Our Dual Challenges
Rabbi Andrew Shaw
Chief Executive, Mizrachi UK
This Shabbat I am looking forward to once again davening in Shul. It has been so special to return this week, and hopefully, with a vaccine on the horizon, there will be no need to leave again.
Thankfully, we all know that the reason we were not allowed to have minyanim over the last month was to protect ourselves and others. This is in contrast to many times in our history, very recently in Soviet Russia, when we were forbidden from davening in shuls, and clandestine minyanim had to be formed, sometimes at great risk to people.
That is not, thank God, the reality today, when the government is and hopefully always will be, so supportive of the observance of Judaism in this country.
However, as we know, the dangers to our Judaism are not exclusively anti-Semitism.
The Beit Ha Levi brings this idea home with a powerful analysis of a statement of Yaacov as he prays to Hashem to protect him from Esav.
‘Hatzileni na miyad Achi, Miyad esav’ Save me from the hand of my brother, from the hand of Esav.
The Beit ha Levi asks, why repetition? He only has one brother why not just say the hand of Esav? Why add in the hand of my brother?
His answer is this. Yaacov is afraid of Esav, the man who had sworn to kill him, he is afraid of anti-Semitism.
However, he also afraid of ‘Achi’, my brother, a friendship with Esav that could allow the value systems of Esav to seep into the family of Yaacov – that too terrified him.
There are two minor chagim that highlight these dual challenges, miyad achi and miyad eisav. Purim and Chanukah.
Purim which happened first chronologically, was about Mordechai and Esther praying to Hashem to save us from genocide. No one in the story of Purim, once Haman took charge, was in any doubt where the danger lay. We were under attack from ‘miyad Eisav’.

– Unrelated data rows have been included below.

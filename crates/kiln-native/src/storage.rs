use std::sync::atomic::{AtomicUsize, Ordering};
use std::sync::Arc;

use half::{bf16, f16};
use num_complex::Complex;
use rayon::prelude::*;

use crate::element::{NativeElement, Value};
use crate::{Device, Kind, NativeError, NativeResult};

/// Typed element buffer backing one native resource.
#[derive(Debug, Clone, PartialEq)]
pub enum Buffer {
    Bool(Vec<bool>),
    Uint8(Vec<u8>),
    Int8(Vec<i8>),
    Int16(Vec<i16>),
    Int32(Vec<i32>),
    Int64(Vec<i64>),
    Half(Vec<f16>),
    BFloat16(Vec<bf16>),
    Float(Vec<f32>),
    Double(Vec<f64>),
    ComplexFloat(Vec<Complex<f32>>),
    ComplexDouble(Vec<Complex<f64>>),
}

/// Run `$body` with `$T` aliased to the host type for `$kind`.
macro_rules! with_element {
    ($kind:expr, $T:ident => $body:expr) => {
        match $kind {
            Kind::Bool => { type $T = bool; $body }
            Kind::Uint8 => { type $T = u8; $body }
            Kind::Int8 => { type $T = i8; $body }
            Kind::Int16 => { type $T = i16; $body }
            Kind::Int32 => { type $T = i32; $body }
            Kind::Int64 => { type $T = i64; $body }
            Kind::Half => { type $T = f16; $body }
            Kind::BFloat16 => { type $T = bf16; $body }
            Kind::Float => { type $T = f32; $body }
            Kind::Double => { type $T = f64; $body }
            Kind::ComplexFloat => { type $T = Complex<f32>; $body }
            Kind::ComplexDouble => { type $T = Complex<f64>; $body }
        }
    };
}

macro_rules! match_buffer {
    ($buf:expr, $v:ident => $body:expr) => {
        match $buf {
            Buffer::Bool($v) => $body,
            Buffer::Uint8($v) => $body,
            Buffer::Int8($v) => $body,
            Buffer::Int16($v) => $body,
            Buffer::Int32($v) => $body,
            Buffer::Int64($v) => $body,
            Buffer::Half($v) => $body,
            Buffer::BFloat16($v) => $body,
            Buffer::Float($v) => $body,
            Buffer::Double($v) => $body,
            Buffer::ComplexFloat($v) => $body,
            Buffer::ComplexDouble($v) => $body,
        }
    };
}

impl Buffer {
    pub fn kind(&self) -> Kind {
        match self {
            Buffer::Bool(_) => Kind::Bool,
            Buffer::Uint8(_) => Kind::Uint8,
            Buffer::Int8(_) => Kind::Int8,
            Buffer::Int16(_) => Kind::Int16,
            Buffer::Int32(_) => Kind::Int32,
            Buffer::Int64(_) => Kind::Int64,
            Buffer::Half(_) => Kind::Half,
            Buffer::BFloat16(_) => Kind::BFloat16,
            Buffer::Float(_) => Kind::Float,
            Buffer::Double(_) => Kind::Double,
            Buffer::ComplexFloat(_) => Kind::ComplexFloat,
            Buffer::ComplexDouble(_) => Kind::ComplexDouble,
        }
    }

    /// Number of logical elements.
    pub fn len(&self) -> usize {
        match_buffer!(self, v => v.len())
    }

    pub fn is_empty(&self) -> bool {
        self.len() == 0
    }

    pub fn nbytes(&self) -> usize {
        self.len() * self.kind().element_size()
    }

    /// Element `index` as `(re, im)`.
    pub fn parts(&self, index: usize) -> Option<(f64, f64)> {
        match_buffer!(self, v => v.get(index).map(|x| x.to_parts()))
    }

    /// Build a buffer sequentially; used by generators that carry state (RNGs).
    pub fn from_fn<V: Into<Value>>(kind: Kind, numel: usize, mut f: impl FnMut(usize) -> V) -> Self {
        with_element!(kind, T => {
            let data: Vec<T> = (0..numel).map(|i| T::from_value(f(i).into())).collect();
            T::into_buffer(data)
        })
    }

    /// Build a buffer in parallel on `pool`; `f` must be a pure function of the index.
    pub fn par_from_fn<V: Into<Value>>(
        pool: &rayon::ThreadPool,
        kind: Kind,
        numel: usize,
        f: impl Fn(usize) -> V + Send + Sync,
    ) -> Self {
        with_element!(kind, T => {
            let data: Vec<T> = pool.install(|| {
                (0..numel)
                    .into_par_iter()
                    .map(|i| T::from_value(f(i).into()))
                    .collect()
            });
            T::into_buffer(data)
        })
    }

    /// Element-wise conversion into another kind.
    pub fn cast(&self, kind: Kind) -> Self {
        if kind == self.kind() {
            return self.clone();
        }
        match_buffer!(self, v => Buffer::from_fn(kind, v.len(), |i| v[i].to_value()))
    }

    /// Concatenate row-major blocks: `parts[j]` holds `outer * sizes[j] * inner` elements.
    ///
    /// Returns `None` if the parts do not share one kind.
    pub fn concat(parts: &[&Buffer], outer: usize, sizes: &[usize], inner: usize) -> Option<Self> {
        let first = parts.first()?;
        with_element!(first.kind(), T => concat_typed::<T>(parts, outer, sizes, inner))
    }

    /// Typed view of the elements.
    pub fn as_slice<T: NativeElement>(&self) -> Option<&[T]> {
        T::slice(self)
    }
}

fn concat_typed<T: NativeElement>(
    parts: &[&Buffer],
    outer: usize,
    sizes: &[usize],
    inner: usize,
) -> Option<Buffer> {
    let slices = parts
        .iter()
        .map(|b| T::slice(b))
        .collect::<Option<Vec<&[T]>>>()?;
    let total: usize = sizes.iter().sum();
    let mut out = Vec::with_capacity(outer * total * inner);
    for o in 0..outer {
        for (src, &n) in slices.iter().zip(sizes) {
            let start = o * n * inner;
            out.extend_from_slice(&src[start..start + n * inner]);
        }
    }
    Some(T::into_buffer(out))
}

/// Per-runtime bookkeeping of live native allocations.
#[derive(Debug)]
pub(crate) struct Allocator {
    live: AtomicUsize,
    live_bytes: AtomicUsize,
    accelerators: usize,
}

impl Allocator {
    pub(crate) fn new(accelerators: usize) -> Self {
        Self {
            live: AtomicUsize::new(0),
            live_bytes: AtomicUsize::new(0),
            accelerators,
        }
    }

    pub(crate) fn live(&self) -> usize {
        self.live.load(Ordering::Acquire)
    }

    pub(crate) fn live_bytes(&self) -> usize {
        self.live_bytes.load(Ordering::Acquire)
    }

    /// Reject devices this runtime cannot place memory on.
    pub(crate) fn check_device(&self, device: Device) -> NativeResult<()> {
        match device {
            Device::Cpu => Ok(()),
            Device::Cuda(idx) if idx < self.accelerators => Ok(()),
            other => Err(NativeError::UnsupportedDevice(other)),
        }
    }

    /// Reject element counts whose byte size cannot be addressed.
    pub(crate) fn check_size(kind: Kind, numel: usize) -> NativeResult<()> {
        match numel.checked_mul(kind.element_size()) {
            Some(bytes) if bytes <= isize::MAX as usize => Ok(()),
            _ => Err(NativeError::AllocationFailed { kind, numel }),
        }
    }
}

/// One native allocation: elements plus placement. Dropping it releases the slot.
#[derive(Debug)]
pub struct Storage {
    buffer: Buffer,
    device: Device,
    pinned: bool,
    allocator: Arc<Allocator>,
}

impl Storage {
    pub(crate) fn new(allocator: &Arc<Allocator>, buffer: Buffer, device: Device, pinned: bool) -> Self {
        allocator.live.fetch_add(1, Ordering::AcqRel);
        allocator.live_bytes.fetch_add(buffer.nbytes(), Ordering::AcqRel);
        Self {
            buffer,
            device,
            pinned,
            allocator: Arc::clone(allocator),
        }
    }

    pub fn buffer(&self) -> &Buffer {
        &self.buffer
    }

    pub fn kind(&self) -> Kind {
        self.buffer.kind()
    }

    pub fn device(&self) -> Device {
        self.device
    }

    pub fn is_pinned(&self) -> bool {
        self.pinned
    }

    pub fn numel(&self) -> usize {
        self.buffer.len()
    }

    pub(crate) fn allocator(&self) -> &Arc<Allocator> {
        &self.allocator
    }
}

impl Drop for Storage {
    fn drop(&mut self) {
        self.allocator.live.fetch_sub(1, Ordering::AcqRel);
        self.allocator
            .live_bytes
            .fetch_sub(self.buffer.nbytes(), Ordering::AcqRel);
        tracing::trace!(
            kind = %self.buffer.kind(),
            numel = self.buffer.len(),
            device = %self.device,
            "native storage released"
        );
    }
}

#[cfg(test)]
mod tests {
    use super::*;

    #[test]
    fn test_from_fn_and_parts() {
        let b = Buffer::from_fn(Kind::Int32, 4, |i| (i as f64 * 2.0, 0.0));
        assert_eq!(b.kind(), Kind::Int32);
        assert_eq!(b.as_slice::<i32>().unwrap(), &[0, 2, 4, 6]);
        assert_eq!(b.parts(3), Some((6.0, 0.0)));
        assert_eq!(b.parts(4), None);
        assert_eq!(b.nbytes(), 16);
    }

    #[test]
    fn test_cast() {
        let b = Buffer::Float(vec![1.5, -2.0, 0.0]);
        let c = b.cast(Kind::Int64);
        assert_eq!(c.as_slice::<i64>().unwrap(), &[1, -2, 0]);
        let z = b.cast(Kind::Bool);
        assert_eq!(z.as_slice::<bool>().unwrap(), &[true, true, false]);
    }

    #[test]
    fn test_integer_casts_skip_f64() {
        let big = (1i64 << 53) + 1;
        let b = Buffer::Int64(vec![big, -1]);
        assert_eq!(b.cast(Kind::Int32).as_slice::<i32>().unwrap(), &[1, -1]);
        assert_eq!(b.cast(Kind::Uint8).as_slice::<u8>().unwrap(), &[1, 255]);

        let exact = Buffer::from_fn(Kind::Int64, 2, |i| big + i as i64);
        assert_eq!(exact.as_slice::<i64>().unwrap(), &[big, big + 1]);
    }

    #[test]
    fn test_concat_blocks() {
        // two [2, 2] tensors joined along axis 1
        let a = Buffer::Float(vec![1.0, 2.0, 3.0, 4.0]);
        let b = Buffer::Float(vec![5.0, 6.0, 7.0, 8.0]);
        let c = Buffer::concat(&[&a, &b], 2, &[2, 2], 1).unwrap();
        assert_eq!(
            c.as_slice::<f32>().unwrap(),
            &[1.0, 2.0, 5.0, 6.0, 3.0, 4.0, 7.0, 8.0]
        );
    }

    #[test]
    fn test_concat_rejects_mixed_kinds() {
        let a = Buffer::Float(vec![1.0]);
        let b = Buffer::Int64(vec![1]);
        assert!(Buffer::concat(&[&a, &b], 1, &[1, 1], 1).is_none());
    }

    #[test]
    fn test_allocator_accounting() {
        let alloc = Arc::new(Allocator::new(0));
        {
            let _s = Storage::new(&alloc, Buffer::Double(vec![0.0; 4]), Device::Cpu, false);
            assert_eq!(alloc.live(), 1);
            assert_eq!(alloc.live_bytes(), 32);
        }
        assert_eq!(alloc.live(), 0);
        assert_eq!(alloc.live_bytes(), 0);
    }

    #[test]
    fn test_device_check() {
        let alloc = Allocator::new(1);
        assert!(alloc.check_device(Device::Cpu).is_ok());
        assert!(alloc.check_device(Device::Cuda(0)).is_ok());
        assert_eq!(
            alloc.check_device(Device::Cuda(1)),
            Err(NativeError::UnsupportedDevice(Device::Cuda(1)))
        );
    }
}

Similarly, throughout history when our enemies attacked as ‘miyad Eisav’ there was no grey, it was clear what the danger was and we had to act appropriately.
A few hundred years later, we come to Chanukah, which begins this Thursday night.
Here, it was very different. Many Jews at the time embraced the Hellenistic ideas, were taken in by the allure of Greek Culture. However, it is not so simple to condemn, there was plenty to admire about the Greeks.
As Winston Churchill once said:
‘No other two races have set such a mark upon the world. Each of them from angles so different have left us with the inheritance on its genius and wisdom. No two cities have counted more with mankind than Athens and Jerusalem. Their messages in religion, philosophy and art have been the main guiding light in modern faith and culture. Personally I have always been on the side of both.’
Chazal don’t disagree! In fact, there is a remarkable ruling in Halacha that a Sefer Torah may be written in Hebrew or Greek! (Megilah 8b)
The source of this Halacha is the bracha that Noach gave to Yefet. ‘May Hashem expand Yefet and may he dwell in the tents of Shem’ Bereishit 9:27.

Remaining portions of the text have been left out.